Provided material:
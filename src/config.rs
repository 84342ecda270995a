use anyhow::{Context, Result, bail};
use serde::Deserialize;
use std::{fmt::Debug, fs, ops::RangeBounds, path::Path};

/// Gameplay tuning parameters.
///
/// Loaded from a TOML file and validated before use.
/// Every section and field is optional and falls back to [`Config::default`].
#[derive(Debug, PartialEq, Clone, Default, Deserialize)]
#[serde(default)]
pub struct Config {
    pub start: StartConfig,
    pub prices: PriceConfig,
    pub rules: RuleConfig,
}

/// State of a freshly opened zoo.
#[derive(Debug, PartialEq, Clone, Deserialize)]
#[serde(default)]
pub struct StartConfig {
    pub money: i64,
    pub food: u32,
    pub popularity: i32,
}

/// Fixed prices charged by purchase and building actions.
#[derive(Debug, PartialEq, Clone, Deserialize)]
#[serde(default)]
pub struct PriceConfig {
    /// Price of one unit of food.
    pub food: i64,
    pub advertisement: i64,
    /// Price of a manual shop refresh.
    pub shop_refresh: i64,
    pub enclosure: i64,
    pub breeding_enclosure: i64,
}

#[derive(Debug, PartialEq, Clone, Deserialize)]
#[serde(default)]
pub struct RuleConfig {
    /// Day on which the game is won.
    pub win_day: u32,
    /// Maximum number of employees, director included.
    pub max_employees: usize,
    /// Day from which animal purchases are rationed.
    pub purchase_limit_day: u32,
    /// Animals that may be bought per day once rationing applies.
    pub animals_per_day: u32,

    /// Death probability of each animal on a day without enough food.
    pub starvation_death_prob: f64,
    /// Probability of each healthy animal falling sick on a given day.
    pub sickness_prob: f64,
    /// Death probability of each sick animal in an enclosure with a sick majority.
    pub epidemic_death_prob: f64,

    pub advertisement_popularity: i32,
    pub advertisement_visitors: i32,
}

impl Default for StartConfig {
    fn default() -> Self {
        Self {
            money: 100_000,
            food: 10,
            popularity: 50,
        }
    }
}

impl Default for PriceConfig {
    fn default() -> Self {
        Self {
            food: 5,
            advertisement: 1000,
            shop_refresh: 1000,
            enclosure: 500,
            breeding_enclosure: 800,
        }
    }
}

impl Default for RuleConfig {
    fn default() -> Self {
        Self {
            win_day: 30,
            max_employees: 5,
            purchase_limit_day: 10,
            animals_per_day: 1,
            starvation_death_prob: 0.1,
            sickness_prob: 0.1,
            epidemic_death_prob: 0.5,
            advertisement_popularity: 5,
            advertisement_visitors: 10,
        }
    }
}

impl Config {
    /// Load a [`Config`] from a TOML file.
    ///
    /// # Errors
    /// Returns an error if the file cannot be read, deserialized,
    /// or if the configuration values are invalid.
    pub fn from_file<P: AsRef<Path>>(file: P) -> Result<Self> {
        let file = file.as_ref();
        let contents =
            fs::read_to_string(file).with_context(|| format!("failed to read {file:?}"))?;
        Self::from_toml(&contents)
    }

    /// Parse and validate a [`Config`] from TOML text.
    pub fn from_toml(contents: &str) -> Result<Self> {
        let config: Config = toml::from_str(contents).context("failed to deserialize config")?;

        config.validate().context("failed to validate config")?;

        Ok(config)
    }

    pub fn validate(&self) -> Result<()> {
        check_num(self.start.money, 0..=1_000_000_000).context("invalid starting money")?;
        check_num(self.start.food, 0..=1_000_000).context("invalid starting food")?;
        check_num(self.start.popularity, 10..=100).context("invalid starting popularity")?;

        check_num(self.prices.food, 1..=10_000).context("invalid food price")?;
        check_num(self.prices.advertisement, 0..=1_000_000)
            .context("invalid advertisement price")?;
        check_num(self.prices.shop_refresh, 0..=1_000_000)
            .context("invalid shop refresh price")?;
        check_num(self.prices.enclosure, 0..=1_000_000).context("invalid enclosure price")?;
        check_num(self.prices.breeding_enclosure, 0..=1_000_000)
            .context("invalid breeding enclosure price")?;

        check_num(self.rules.win_day, 1..=10_000).context("invalid win day")?;
        check_num(self.rules.max_employees, 1..=100).context("invalid maximum employees")?;
        check_num(self.rules.purchase_limit_day, 0..=10_000)
            .context("invalid purchase limit day")?;
        check_num(self.rules.animals_per_day, 1..=100).context("invalid animals per day")?;

        check_num(self.rules.starvation_death_prob, 0.0..=1.0)
            .context("invalid starvation death probability")?;
        check_num(self.rules.sickness_prob, 0.0..=1.0)
            .context("invalid sickness probability")?;
        check_num(self.rules.epidemic_death_prob, 0.0..=1.0)
            .context("invalid epidemic death probability")?;

        check_num(self.rules.advertisement_popularity, 0..=100)
            .context("invalid advertisement popularity boost")?;
        check_num(self.rules.advertisement_visitors, 0..=10_000)
            .context("invalid advertisement visitor boost")?;

        Ok(())
    }
}

fn check_num<T, R>(num: T, range: R) -> Result<()>
where
    T: PartialOrd + Debug,
    R: RangeBounds<T> + Debug,
{
    if !range.contains(&num) {
        bail!("number must be in the range {range:?}, but is {num:?}");
    }
    Ok(())
}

Work item: From the first entry to the last, reproduce everything precisely.

Result of this exercise:
filename src/config.rs
repository 84342ecda270995a
use anyhow::{Context, Result, bail};
use serde::Deserialize;
use std::{fmt::Debug, fs, ops::RangeBounds, path::Path};

/// Gameplay tuning parameters.
///
/// Loaded from a TOML file and validated before use.
/// Every section and field is optional and falls back to [`Config::default`].
#[derive(Debug, PartialEq, Clone, Default, Deserialize)]
#[serde(default)]
pub struct Config {
    pub start: StartConfig,
    pub prices: PriceConfig,
    pub rules: RuleConfig,
}

/// State of a freshly opened zoo.
#[derive(Debug, PartialEq, Clone, Deserialize)]
#[serde(default)]
pub struct StartConfig {
    pub money: i64,
    pub food: u32,
    pub popularity: i32,
}

/// Fixed prices charged by purchase and building actions.
#[derive(Debug, PartialEq, Clone, Deserialize)]
#[serde(default)]
pub struct PriceConfig {
    /// Price of one unit of food.
    pub food: i64,
    pub advertisement: i64,
    /// Price of a manual shop refresh.
    pub shop_refresh: i64,
    pub enclosure: i64,
    pub breeding_enclosure: i64,
}

#[derive(Debug, PartialEq, Clone, Deserialize)]
#[serde(default)]
pub struct RuleConfig {
    /// Day on which the game is won.
    pub win_day: u32,
    /// Maximum number of employees, director included.
    pub max_employees: usize,
    /// Day from which animal purchases are rationed.
    pub purchase_limit_day: u32,
    /// Animals that may be bought per day once rationing applies.
    pub animals_per_day: u32,

    /// Death probability of each animal on a day without enough food.
    pub starvation_death_prob: f64,
    /// Probability of each healthy animal falling sick on a given day.
    pub sickness_prob: f64,
    /// Death probability of each sick animal in an enclosure with a sick majority.
    pub epidemic_death_prob: f64,

    pub advertisement_popularity: i32,
    pub advertisement_visitors: i32,
}

impl Default for StartConfig {
    fn default() -> Self {
        Self {
            money: 100_000,
            food: 10,
            popularity: 50,
        }
    }
}

impl Default for PriceConfig {
    fn default() -> Self {
        Self {
            food: 5,
            advertisement: 1000,
            shop_refresh: 1000,
            enclosure: 500,
            breeding_enclosure: 800,
        }
    }
}

impl Default for RuleConfig {
    fn default() -> Self {
        Self {
            win_day: 30,
            max_employees: 5,
            purchase_limit_day: 10,
            animals_per_day: 1,
            starvation_death_prob: 0.1,
            sickness_prob: 0.1,
            epidemic_death_prob: 0.5,
            advertisement_popularity: 5,
            advertisement_visitors: 10,
        }
    }
}

impl Config {
    /// Load a [`Config`] from a TOML file.
    ///
    /// # Errors
    /// Returns an error if the file cannot be read, deserialized,
    /// or if the configuration values are invalid.
    pub fn from_file<P: AsRef<Path>>(file: P) -> Result<Self> {
        let file = file.as_ref();
        let contents =
            fs::read_to_string(file).with_context(|| format!("failed to read {file:?}"))?;
        Self::from_toml(&contents)
    }

    /// Parse and validate a [`Config`] from TOML text.
    pub fn from_toml(contents: &str) -> Result<Self> {
        let config: Config = toml::from_str(contents).context("failed to deserialize config")?;

        config.validate().context("failed to validate config")?;

        Ok(config)
    }

    pub fn validate(&self) -> Result<()> {
        check_num(self.start.money, 0..=1_000_000_000).context("invalid starting money")?;
        check_num(self.start.food, 0..=1_000_000).context("invalid starting food")?;
        check_num(self.start.popularity, 10..=100).context("invalid starting popularity")?;

        check_num(self.prices.food, 1..=10_000).context("invalid food price")?;
        check_num(self.prices.advertisement, 0..=1_000_000)
            .context("invalid advertisement price")?;
        check_num(self.prices.shop_refresh, 0..=1_000_000)
            .context("invalid shop refresh price")?;
        check_num(self.prices.enclosure, 0..=1_000_000).context("invalid enclosure price")?;
        check_num(self.prices.breeding_enclosure, 0..=1_000_000)
            .context("invalid breeding enclosure price")?;

        check_num(self.rules.win_day, 1..=10_000).context("invalid win day")?;
        check_num(self.rules.max_employees, 1..=100).context("invalid maximum employees")?;
        check_num(self.rules.purchase_limit_day, 0..=10_000)
            .context("invalid purchase limit day")?;
        check_num(self.rules.animals_per_day, 1..=100).context("invalid animals per day")?;

        check_num(self.rules.starvation_death_prob, 0.0..=1.0)
            .context("invalid starvation death probability")?;
        check_num(self.rules.sickness_prob, 0.0..=1.0)
            .context("invalid sickness probability")?;
        check_num(self.rules.epidemic_death_prob, 0.0..=1.0)
            .context("invalid epidemic death probability")?;

        check_num(self.rules.advertisement_popularity, 0..=100)
            .context("invalid advertisement popularity boost")?;
        check_num(self.rules.advertisement_visitors, 0..=10_000)
            .context("invalid advertisement visitor boost")?;

        Ok(())
    }
}

fn check_num<T, R>(num: T, range: R) -> Result<()>
where
    T: PartialOrd + Debug,
    R: RangeBounds<T> + Debug,
{
    if !range.contains(&num) {
        bail!("number must be in the range {range:?}, but is {num:?}");
    }
    Ok(())
}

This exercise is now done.